Peleus and other fraudsters continue to report strong success filing phony tax refund requests through TurboTax, the largest of the online tax preparation services — with nearly 30 million customers. Peleus urges like-minded crooks to consider asking TurboTax to credit the fraudulent refund amount as an Amazon gift code, which is apparently all the rage this year:
“You don’t even need your own bank accounts, you can use company checking accounts from Google or checking accounts from your older spam,” Peleus enthuses. “Basically, you need just an email to receive the Amazon code. Sure, it’s hard to sell it on eBay or Craigslist, but it works and they never get blocked, so it’s safe money.”
[In case you missed my recent series on how lax security and adherence to “know-your-customer” basics at TurboTax has contributed to the tax fraud epidemic, check out these stories.]
While the states and the IRS are becoming more vigilant about filtering out phony refund requests, the fraudsters are clearly responding by upping the volume of bogus filings. At least, that’s according to our virtual Virgil of the tax underworld:
“People, the secret still stays in numbers, so file as many applications as you can,” Peleus advises his fraudster friends. “No matter how accurate your tax info is, if you fly under the radar with small refunds (e.g. the average US refund was $2400 last year) you will be making money. Stop asking for $9k per refund you should make 3 of 3k, more refunds is better. Next year it will be harder I am sure, but we will all be smarter and fewer.”
Given the amount of cyber fraud that is committed with the help of the anonymity afforded to prepaid card users, the Utah State Tax Commissioner’s suggestion about requiring a unique identifier for prepaid card account numbers seems like a sound one. Certainly, the prepaid card and tax preparation industries can up their game. As I’ve noted in previous stories, both industries probably need more encouragement from federal lawmakers and/or regulators to proactively institute more robust and effective “know-your-customer” policies.
Even so, tax refund fraud is a complex problem, with many core weaknesses contributing to the overall epidemic.
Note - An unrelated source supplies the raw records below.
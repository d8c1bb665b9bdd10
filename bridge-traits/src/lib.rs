//! # Bridge Traits
//!
//! Trait seams between the offline-first core and its external
//! collaborators, together with the domain types that cross them.
//!
//! The core never talks to a concrete server, network stack, or player
//! engine directly. Instead it is handed implementations of:
//!
//! - [`channel::MediaChannel`]: the remote media-library service
//! - [`network::NetworkMonitor`]: connectivity and server reachability
//! - [`playback::PlayerHandle`]: position snapshots from the player engine
//!
//! Everything here is object-safe and `Send + Sync`, so hosts can supply
//! implementations behind `Arc<dyn …>`.

pub mod channel;
pub mod error;
pub mod network;
pub mod playback;
pub mod types;

pub use channel::MediaChannel;
pub use error::{ChannelError, Result};
pub use network::NetworkMonitor;
pub use playback::{PlayerHandle, PlayerSnapshot};
pub use types::{
    Book, BookFile, BookSeries, Chapter, DetailedItem, Library, LibraryType, MediaProgress,
    PagedItems, PlaybackProgress, PlaybackSession, RecentBook,
};
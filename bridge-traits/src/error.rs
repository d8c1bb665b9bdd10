//! Error type shared by channel implementations.

use thiserror::Error;

/// Failure reported by a [`crate::channel::MediaChannel`] operation.
#[derive(Debug, Clone, Error)]
pub enum ChannelError {
    /// The referenced remote resource does not exist (stale playback
    /// session, deleted item). Recoverable by recreating the resource.
    #[error("remote resource not found: {0}")]
    NotFound(String),

    /// Credentials were rejected by the server.
    #[error("not authorized")]
    Unauthorized,

    /// Connectivity-level failure: DNS, refused connection, dropped socket.
    #[error("network failure: {0}")]
    Network(String),

    /// The operation did not complete within its deadline.
    #[error("request timed out")]
    Timeout,

    /// Anything the channel could not classify.
    #[error("channel failure: {0}")]
    Unexpected(String),
}

impl ChannelError {
    /// Whether retrying later without any other change could succeed.
    pub fn is_transient(&self) -> bool {
        matches!(self, ChannelError::Network(_) | ChannelError::Timeout)
    }
}

pub type Result<T> = std::result::Result<T, ChannelError>;
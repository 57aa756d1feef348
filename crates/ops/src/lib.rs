//! Skiff Ops: asynchronous action orchestration over the console REST API.
//!
//! A trigger enters an orchestrator, passes its gate (latest-per-key,
//! latest, or debounce), and becomes a flow task that emits `REQUEST`
//! followed by exactly one terminal action. Start/stop/delete flows poll the
//! API until the cluster converges or the retry budget is spent.

#![forbid(unsafe_code)]

pub mod action;
pub mod app;
pub mod config;
pub mod epic;
pub mod gate;
pub mod normalize;
pub mod poll;
pub mod resource;
pub mod retry;
pub mod root;

pub use action::{Action, Dispatcher, EventLogEntry, FailurePayload, Payload, RemovedPayload, Routine, Stage, SuccessPayload};
pub use app::{InitializeAppFlow, SwitchPipelineFlow};
pub use config::OpsConfig;
pub use epic::{spawn_epic, EpicClosed, EpicHandle, Flow};
pub use gate::{FlowEmitter, Gate};
pub use normalize::{deep_merge, normalize, normalize_list, normalize_with, EntityTable, Normalized, NormalizedResult};
pub use poll::{poll_until, PollError, PollTarget};
pub use resource::{FlowError, Operation, OperationRequest, Options, ResourceFlow, StatusHook};
pub use retry::{RetryOutcome, RetryPolicy, RetryState};
pub use root::{DispatchError, EpicSet};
Not least of which is that the IRS is required to process refund requests within a very short period of receiving the filing. Very often, the IRS has to make this decision even before companies finish sending out W2 information.
In an August 2014 report to Congress on the tax refund fraud epidemic, the Government Accountability Office said that for 2014, the IRS informed taxpayers that it would generally issue refunds in less than 21 days after receiving a tax return — primarily because the IRS is required by law to pay interest if it takes longer than 45 days after the due date of the return to issue a refund.
According to a January 2015 GAO report (PDF), the IRS estimated it prevented $24.2 billion in fraudulent identity theft refunds in 2013. Unfortunately, the IRS also paid $5.8 billion that year for refund requests later determined to be fraud. The GAO noted that because of the difficulties in knowing the amount of undetected fraud, the actual amount could far exceed those estimates.